* Problem details *
How many lines in the records below contain the word "oldest"? Answer with the number only.

* Input records *
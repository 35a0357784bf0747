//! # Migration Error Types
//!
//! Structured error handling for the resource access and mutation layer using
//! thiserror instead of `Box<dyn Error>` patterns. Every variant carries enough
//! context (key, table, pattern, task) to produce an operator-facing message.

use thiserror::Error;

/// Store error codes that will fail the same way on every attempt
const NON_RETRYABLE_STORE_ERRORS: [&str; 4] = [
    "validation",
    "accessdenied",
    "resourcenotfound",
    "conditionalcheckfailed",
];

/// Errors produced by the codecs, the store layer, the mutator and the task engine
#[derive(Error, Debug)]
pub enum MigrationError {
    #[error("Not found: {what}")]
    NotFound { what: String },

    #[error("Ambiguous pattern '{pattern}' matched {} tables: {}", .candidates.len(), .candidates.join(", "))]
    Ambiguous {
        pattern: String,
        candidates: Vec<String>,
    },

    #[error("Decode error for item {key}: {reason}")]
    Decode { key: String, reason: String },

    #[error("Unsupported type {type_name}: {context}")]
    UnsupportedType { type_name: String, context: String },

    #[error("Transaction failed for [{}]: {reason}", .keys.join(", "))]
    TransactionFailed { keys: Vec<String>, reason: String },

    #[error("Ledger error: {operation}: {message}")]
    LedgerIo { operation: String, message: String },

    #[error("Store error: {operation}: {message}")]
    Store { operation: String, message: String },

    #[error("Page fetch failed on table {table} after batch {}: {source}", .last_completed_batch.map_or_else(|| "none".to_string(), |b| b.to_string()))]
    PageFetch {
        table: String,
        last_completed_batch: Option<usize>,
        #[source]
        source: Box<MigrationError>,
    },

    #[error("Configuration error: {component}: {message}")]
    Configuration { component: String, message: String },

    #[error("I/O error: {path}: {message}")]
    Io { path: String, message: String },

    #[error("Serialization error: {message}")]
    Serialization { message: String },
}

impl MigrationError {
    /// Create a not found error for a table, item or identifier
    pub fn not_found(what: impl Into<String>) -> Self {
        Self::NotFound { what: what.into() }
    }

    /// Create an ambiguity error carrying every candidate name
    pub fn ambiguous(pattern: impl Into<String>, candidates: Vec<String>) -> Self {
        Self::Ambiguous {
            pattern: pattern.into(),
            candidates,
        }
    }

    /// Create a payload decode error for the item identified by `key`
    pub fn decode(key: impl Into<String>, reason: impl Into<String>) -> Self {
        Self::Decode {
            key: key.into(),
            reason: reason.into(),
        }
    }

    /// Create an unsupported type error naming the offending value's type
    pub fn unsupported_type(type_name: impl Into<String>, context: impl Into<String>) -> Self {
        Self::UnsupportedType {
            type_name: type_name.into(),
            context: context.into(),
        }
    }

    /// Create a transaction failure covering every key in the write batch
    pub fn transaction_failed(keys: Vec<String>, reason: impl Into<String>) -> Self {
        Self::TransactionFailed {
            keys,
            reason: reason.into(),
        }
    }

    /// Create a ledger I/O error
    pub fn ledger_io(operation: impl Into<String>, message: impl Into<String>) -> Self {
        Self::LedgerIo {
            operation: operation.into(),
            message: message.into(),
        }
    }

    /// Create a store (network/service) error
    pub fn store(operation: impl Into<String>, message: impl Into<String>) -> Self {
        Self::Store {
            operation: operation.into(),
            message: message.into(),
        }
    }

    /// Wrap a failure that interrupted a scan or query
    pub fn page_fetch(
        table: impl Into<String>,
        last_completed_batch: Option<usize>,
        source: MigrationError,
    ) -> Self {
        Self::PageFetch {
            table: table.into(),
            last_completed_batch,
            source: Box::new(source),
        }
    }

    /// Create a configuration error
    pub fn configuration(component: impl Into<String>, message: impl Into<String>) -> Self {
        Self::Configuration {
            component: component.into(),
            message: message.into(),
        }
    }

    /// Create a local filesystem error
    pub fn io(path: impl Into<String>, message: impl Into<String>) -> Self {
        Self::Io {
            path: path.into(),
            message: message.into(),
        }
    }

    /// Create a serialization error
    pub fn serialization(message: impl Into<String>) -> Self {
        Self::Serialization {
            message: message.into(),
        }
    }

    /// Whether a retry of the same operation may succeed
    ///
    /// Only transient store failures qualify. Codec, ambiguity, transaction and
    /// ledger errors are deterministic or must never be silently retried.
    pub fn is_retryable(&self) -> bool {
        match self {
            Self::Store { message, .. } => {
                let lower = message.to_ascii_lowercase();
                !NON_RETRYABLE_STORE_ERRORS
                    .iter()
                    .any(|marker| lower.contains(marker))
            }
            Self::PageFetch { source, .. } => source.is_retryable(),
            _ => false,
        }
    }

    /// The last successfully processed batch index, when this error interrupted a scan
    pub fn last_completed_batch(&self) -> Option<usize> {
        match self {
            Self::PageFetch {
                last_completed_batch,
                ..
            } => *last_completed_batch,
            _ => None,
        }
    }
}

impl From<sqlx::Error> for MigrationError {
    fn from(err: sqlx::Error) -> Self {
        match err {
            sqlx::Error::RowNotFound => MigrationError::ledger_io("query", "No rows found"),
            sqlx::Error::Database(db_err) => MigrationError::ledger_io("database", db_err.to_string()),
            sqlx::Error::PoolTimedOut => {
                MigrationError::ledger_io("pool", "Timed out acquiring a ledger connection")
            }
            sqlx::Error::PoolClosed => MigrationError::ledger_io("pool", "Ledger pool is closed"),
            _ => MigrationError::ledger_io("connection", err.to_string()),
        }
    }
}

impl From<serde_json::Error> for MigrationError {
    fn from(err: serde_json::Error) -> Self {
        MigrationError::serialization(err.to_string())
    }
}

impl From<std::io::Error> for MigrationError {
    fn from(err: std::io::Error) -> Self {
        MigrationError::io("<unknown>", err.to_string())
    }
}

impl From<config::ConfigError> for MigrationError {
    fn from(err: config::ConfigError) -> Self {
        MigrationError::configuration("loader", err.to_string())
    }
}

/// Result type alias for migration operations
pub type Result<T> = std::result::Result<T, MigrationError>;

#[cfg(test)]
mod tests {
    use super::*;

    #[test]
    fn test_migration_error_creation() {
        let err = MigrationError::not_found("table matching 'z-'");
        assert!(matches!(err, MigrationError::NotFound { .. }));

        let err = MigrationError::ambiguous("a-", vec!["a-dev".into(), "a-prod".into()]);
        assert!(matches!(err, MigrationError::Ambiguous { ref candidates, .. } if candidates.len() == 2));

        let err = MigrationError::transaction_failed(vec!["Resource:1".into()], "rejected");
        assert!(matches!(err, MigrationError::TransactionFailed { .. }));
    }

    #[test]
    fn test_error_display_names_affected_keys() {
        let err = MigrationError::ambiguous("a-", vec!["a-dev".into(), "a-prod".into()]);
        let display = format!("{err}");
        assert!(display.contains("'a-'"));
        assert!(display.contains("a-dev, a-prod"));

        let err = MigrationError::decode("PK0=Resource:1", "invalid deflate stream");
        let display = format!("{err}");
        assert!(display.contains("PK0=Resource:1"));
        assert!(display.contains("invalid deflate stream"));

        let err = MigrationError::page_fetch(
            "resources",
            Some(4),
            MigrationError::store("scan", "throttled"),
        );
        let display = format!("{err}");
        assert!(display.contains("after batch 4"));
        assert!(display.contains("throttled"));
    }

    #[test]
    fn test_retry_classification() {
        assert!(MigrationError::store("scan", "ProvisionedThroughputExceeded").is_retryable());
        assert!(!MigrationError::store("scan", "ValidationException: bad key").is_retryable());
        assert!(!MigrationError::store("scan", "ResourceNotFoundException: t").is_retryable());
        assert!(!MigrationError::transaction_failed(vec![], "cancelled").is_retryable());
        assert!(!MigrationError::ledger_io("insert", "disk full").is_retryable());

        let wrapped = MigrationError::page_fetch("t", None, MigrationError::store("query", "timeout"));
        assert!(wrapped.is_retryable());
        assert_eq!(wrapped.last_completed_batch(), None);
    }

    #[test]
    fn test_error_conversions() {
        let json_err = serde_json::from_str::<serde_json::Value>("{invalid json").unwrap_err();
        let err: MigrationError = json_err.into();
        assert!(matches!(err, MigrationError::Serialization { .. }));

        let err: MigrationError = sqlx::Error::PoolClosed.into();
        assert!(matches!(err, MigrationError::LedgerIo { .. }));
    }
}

...

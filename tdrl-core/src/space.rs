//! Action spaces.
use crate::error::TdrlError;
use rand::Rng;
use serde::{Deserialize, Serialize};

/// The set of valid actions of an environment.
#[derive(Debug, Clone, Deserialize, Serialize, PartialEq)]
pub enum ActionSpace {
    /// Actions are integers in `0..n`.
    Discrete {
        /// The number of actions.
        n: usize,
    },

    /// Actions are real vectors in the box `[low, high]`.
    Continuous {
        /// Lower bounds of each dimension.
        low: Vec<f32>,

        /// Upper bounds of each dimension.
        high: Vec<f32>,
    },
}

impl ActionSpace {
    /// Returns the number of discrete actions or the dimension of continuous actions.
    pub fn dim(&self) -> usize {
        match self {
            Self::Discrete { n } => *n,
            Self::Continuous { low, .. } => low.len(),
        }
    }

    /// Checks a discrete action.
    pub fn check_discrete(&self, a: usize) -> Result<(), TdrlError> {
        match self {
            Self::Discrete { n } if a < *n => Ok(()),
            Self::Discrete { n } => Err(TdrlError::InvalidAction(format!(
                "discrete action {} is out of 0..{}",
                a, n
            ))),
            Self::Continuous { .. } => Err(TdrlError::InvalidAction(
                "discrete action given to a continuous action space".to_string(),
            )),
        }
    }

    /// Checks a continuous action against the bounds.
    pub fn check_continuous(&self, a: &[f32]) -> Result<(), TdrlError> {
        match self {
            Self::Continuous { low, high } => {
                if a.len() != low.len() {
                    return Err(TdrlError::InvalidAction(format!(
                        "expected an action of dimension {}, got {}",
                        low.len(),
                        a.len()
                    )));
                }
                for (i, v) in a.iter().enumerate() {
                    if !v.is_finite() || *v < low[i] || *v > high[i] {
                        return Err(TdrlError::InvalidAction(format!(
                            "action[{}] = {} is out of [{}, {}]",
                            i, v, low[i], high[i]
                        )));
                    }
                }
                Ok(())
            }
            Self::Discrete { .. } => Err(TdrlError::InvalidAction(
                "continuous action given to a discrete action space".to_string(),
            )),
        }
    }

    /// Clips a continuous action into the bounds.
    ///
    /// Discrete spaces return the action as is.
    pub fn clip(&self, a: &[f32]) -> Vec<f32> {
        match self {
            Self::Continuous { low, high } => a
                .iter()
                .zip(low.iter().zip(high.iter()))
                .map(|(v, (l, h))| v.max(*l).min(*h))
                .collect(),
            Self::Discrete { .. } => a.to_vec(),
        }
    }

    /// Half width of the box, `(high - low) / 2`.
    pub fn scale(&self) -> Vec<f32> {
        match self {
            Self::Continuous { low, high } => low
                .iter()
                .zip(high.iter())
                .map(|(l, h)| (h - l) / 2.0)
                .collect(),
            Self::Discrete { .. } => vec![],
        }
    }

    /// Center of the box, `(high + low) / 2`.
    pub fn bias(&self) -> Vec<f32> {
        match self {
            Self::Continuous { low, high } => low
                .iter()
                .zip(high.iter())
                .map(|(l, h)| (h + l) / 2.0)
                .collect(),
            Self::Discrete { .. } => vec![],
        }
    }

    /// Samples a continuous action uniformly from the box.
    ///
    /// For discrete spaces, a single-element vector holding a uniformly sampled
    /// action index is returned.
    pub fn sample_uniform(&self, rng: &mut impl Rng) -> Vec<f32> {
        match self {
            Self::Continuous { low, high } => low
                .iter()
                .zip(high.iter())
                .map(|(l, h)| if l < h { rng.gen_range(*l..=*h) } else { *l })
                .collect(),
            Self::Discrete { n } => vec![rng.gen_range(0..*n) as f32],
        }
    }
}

---

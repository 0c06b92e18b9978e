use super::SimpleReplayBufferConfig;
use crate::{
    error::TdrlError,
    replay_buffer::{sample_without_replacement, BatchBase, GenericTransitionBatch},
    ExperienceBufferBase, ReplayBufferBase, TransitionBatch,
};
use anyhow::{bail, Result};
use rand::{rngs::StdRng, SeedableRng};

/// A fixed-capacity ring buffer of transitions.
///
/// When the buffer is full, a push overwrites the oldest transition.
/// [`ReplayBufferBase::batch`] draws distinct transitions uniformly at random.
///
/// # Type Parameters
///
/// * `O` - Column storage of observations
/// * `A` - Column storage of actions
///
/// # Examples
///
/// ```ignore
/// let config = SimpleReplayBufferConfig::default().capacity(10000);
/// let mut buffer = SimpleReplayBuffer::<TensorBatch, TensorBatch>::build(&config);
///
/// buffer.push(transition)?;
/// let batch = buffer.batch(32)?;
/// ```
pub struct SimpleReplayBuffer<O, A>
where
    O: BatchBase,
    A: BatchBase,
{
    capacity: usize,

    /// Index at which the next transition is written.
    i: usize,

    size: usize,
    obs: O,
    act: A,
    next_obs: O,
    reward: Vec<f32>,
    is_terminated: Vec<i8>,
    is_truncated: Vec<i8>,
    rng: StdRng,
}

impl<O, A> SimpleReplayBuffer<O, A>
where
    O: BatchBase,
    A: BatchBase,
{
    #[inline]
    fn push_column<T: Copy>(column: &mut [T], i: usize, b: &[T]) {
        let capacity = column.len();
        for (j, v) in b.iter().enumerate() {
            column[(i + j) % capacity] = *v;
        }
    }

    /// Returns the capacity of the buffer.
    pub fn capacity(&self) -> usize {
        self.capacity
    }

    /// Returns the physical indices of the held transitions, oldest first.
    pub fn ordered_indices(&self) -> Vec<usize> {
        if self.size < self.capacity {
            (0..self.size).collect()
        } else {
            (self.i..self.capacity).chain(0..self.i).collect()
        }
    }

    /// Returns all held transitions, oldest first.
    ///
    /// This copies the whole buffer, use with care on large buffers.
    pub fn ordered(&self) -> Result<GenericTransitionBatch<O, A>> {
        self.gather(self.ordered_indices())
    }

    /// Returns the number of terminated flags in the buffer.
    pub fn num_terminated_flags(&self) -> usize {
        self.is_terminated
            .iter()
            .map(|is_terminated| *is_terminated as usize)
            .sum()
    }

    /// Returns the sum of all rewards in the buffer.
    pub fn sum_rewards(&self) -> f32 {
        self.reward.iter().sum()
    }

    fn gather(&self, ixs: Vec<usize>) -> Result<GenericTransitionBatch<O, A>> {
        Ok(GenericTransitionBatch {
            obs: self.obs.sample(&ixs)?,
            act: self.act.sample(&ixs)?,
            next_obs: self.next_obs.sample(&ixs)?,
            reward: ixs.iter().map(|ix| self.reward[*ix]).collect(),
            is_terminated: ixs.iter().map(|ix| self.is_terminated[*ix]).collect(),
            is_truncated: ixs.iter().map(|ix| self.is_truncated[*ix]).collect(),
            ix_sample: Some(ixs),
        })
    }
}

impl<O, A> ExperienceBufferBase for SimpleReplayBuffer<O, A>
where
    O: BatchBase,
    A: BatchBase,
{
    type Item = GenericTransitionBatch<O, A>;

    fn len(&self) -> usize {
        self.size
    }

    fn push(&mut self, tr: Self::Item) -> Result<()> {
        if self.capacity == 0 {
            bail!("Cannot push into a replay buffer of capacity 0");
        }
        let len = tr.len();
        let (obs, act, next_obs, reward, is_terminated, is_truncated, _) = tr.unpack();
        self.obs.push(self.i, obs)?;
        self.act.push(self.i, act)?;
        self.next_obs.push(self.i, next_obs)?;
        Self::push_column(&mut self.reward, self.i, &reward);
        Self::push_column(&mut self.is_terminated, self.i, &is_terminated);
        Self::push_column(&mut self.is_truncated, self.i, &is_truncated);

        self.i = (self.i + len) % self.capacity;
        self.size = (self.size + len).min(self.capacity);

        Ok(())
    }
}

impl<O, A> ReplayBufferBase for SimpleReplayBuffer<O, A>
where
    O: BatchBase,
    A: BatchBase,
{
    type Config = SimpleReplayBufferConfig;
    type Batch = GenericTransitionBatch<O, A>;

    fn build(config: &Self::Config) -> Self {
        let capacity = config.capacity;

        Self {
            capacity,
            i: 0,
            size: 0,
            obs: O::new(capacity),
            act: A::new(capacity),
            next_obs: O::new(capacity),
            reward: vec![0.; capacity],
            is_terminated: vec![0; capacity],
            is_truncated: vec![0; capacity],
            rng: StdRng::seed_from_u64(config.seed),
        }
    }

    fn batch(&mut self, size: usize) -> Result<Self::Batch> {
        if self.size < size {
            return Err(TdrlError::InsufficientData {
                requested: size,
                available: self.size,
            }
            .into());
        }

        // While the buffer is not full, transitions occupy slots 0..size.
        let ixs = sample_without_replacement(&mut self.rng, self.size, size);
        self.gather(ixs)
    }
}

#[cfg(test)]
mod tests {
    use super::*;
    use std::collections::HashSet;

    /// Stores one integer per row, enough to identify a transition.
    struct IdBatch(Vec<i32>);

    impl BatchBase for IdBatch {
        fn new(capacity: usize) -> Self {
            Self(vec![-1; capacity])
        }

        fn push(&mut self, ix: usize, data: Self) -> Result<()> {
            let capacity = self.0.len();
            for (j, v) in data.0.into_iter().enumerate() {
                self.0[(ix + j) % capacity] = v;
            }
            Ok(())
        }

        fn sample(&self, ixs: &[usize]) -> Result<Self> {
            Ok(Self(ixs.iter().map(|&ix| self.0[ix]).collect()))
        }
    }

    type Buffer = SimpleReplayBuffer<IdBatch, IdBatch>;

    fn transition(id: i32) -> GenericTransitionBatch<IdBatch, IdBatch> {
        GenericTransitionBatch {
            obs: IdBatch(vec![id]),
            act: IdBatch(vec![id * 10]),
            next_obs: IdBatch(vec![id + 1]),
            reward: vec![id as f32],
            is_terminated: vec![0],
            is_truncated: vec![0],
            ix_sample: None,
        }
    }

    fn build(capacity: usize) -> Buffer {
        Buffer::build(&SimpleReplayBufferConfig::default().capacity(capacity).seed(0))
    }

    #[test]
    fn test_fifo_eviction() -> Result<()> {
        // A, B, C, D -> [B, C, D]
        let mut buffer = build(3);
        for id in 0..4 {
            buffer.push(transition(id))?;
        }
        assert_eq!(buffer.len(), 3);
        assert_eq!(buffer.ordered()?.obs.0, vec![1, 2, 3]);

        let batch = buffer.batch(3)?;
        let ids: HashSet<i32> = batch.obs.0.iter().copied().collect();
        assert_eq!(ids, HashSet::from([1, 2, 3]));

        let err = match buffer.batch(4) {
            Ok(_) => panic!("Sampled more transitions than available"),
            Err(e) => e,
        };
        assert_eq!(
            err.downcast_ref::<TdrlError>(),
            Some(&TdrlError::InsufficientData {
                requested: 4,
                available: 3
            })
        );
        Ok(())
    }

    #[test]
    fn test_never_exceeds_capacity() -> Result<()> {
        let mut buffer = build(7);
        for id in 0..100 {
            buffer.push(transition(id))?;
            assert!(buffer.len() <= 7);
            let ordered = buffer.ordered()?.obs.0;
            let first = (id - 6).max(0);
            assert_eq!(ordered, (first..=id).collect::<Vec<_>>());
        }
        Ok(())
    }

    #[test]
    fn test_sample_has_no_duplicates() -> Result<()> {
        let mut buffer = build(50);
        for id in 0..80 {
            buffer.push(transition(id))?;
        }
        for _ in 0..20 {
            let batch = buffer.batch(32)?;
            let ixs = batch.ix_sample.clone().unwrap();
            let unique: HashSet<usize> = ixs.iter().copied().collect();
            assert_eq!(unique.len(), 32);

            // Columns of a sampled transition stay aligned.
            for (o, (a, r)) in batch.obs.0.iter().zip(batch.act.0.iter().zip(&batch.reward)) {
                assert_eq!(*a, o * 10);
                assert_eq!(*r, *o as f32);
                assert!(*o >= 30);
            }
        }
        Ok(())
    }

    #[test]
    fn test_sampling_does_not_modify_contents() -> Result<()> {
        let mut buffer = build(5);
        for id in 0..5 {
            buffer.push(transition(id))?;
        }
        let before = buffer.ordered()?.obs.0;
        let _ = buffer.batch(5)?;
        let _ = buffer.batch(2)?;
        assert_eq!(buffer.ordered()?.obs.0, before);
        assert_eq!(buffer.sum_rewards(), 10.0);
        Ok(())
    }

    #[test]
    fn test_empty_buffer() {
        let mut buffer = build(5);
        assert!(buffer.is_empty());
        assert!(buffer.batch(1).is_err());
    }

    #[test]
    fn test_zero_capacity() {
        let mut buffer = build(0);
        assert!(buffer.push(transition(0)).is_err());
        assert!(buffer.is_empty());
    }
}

* Task answer *
3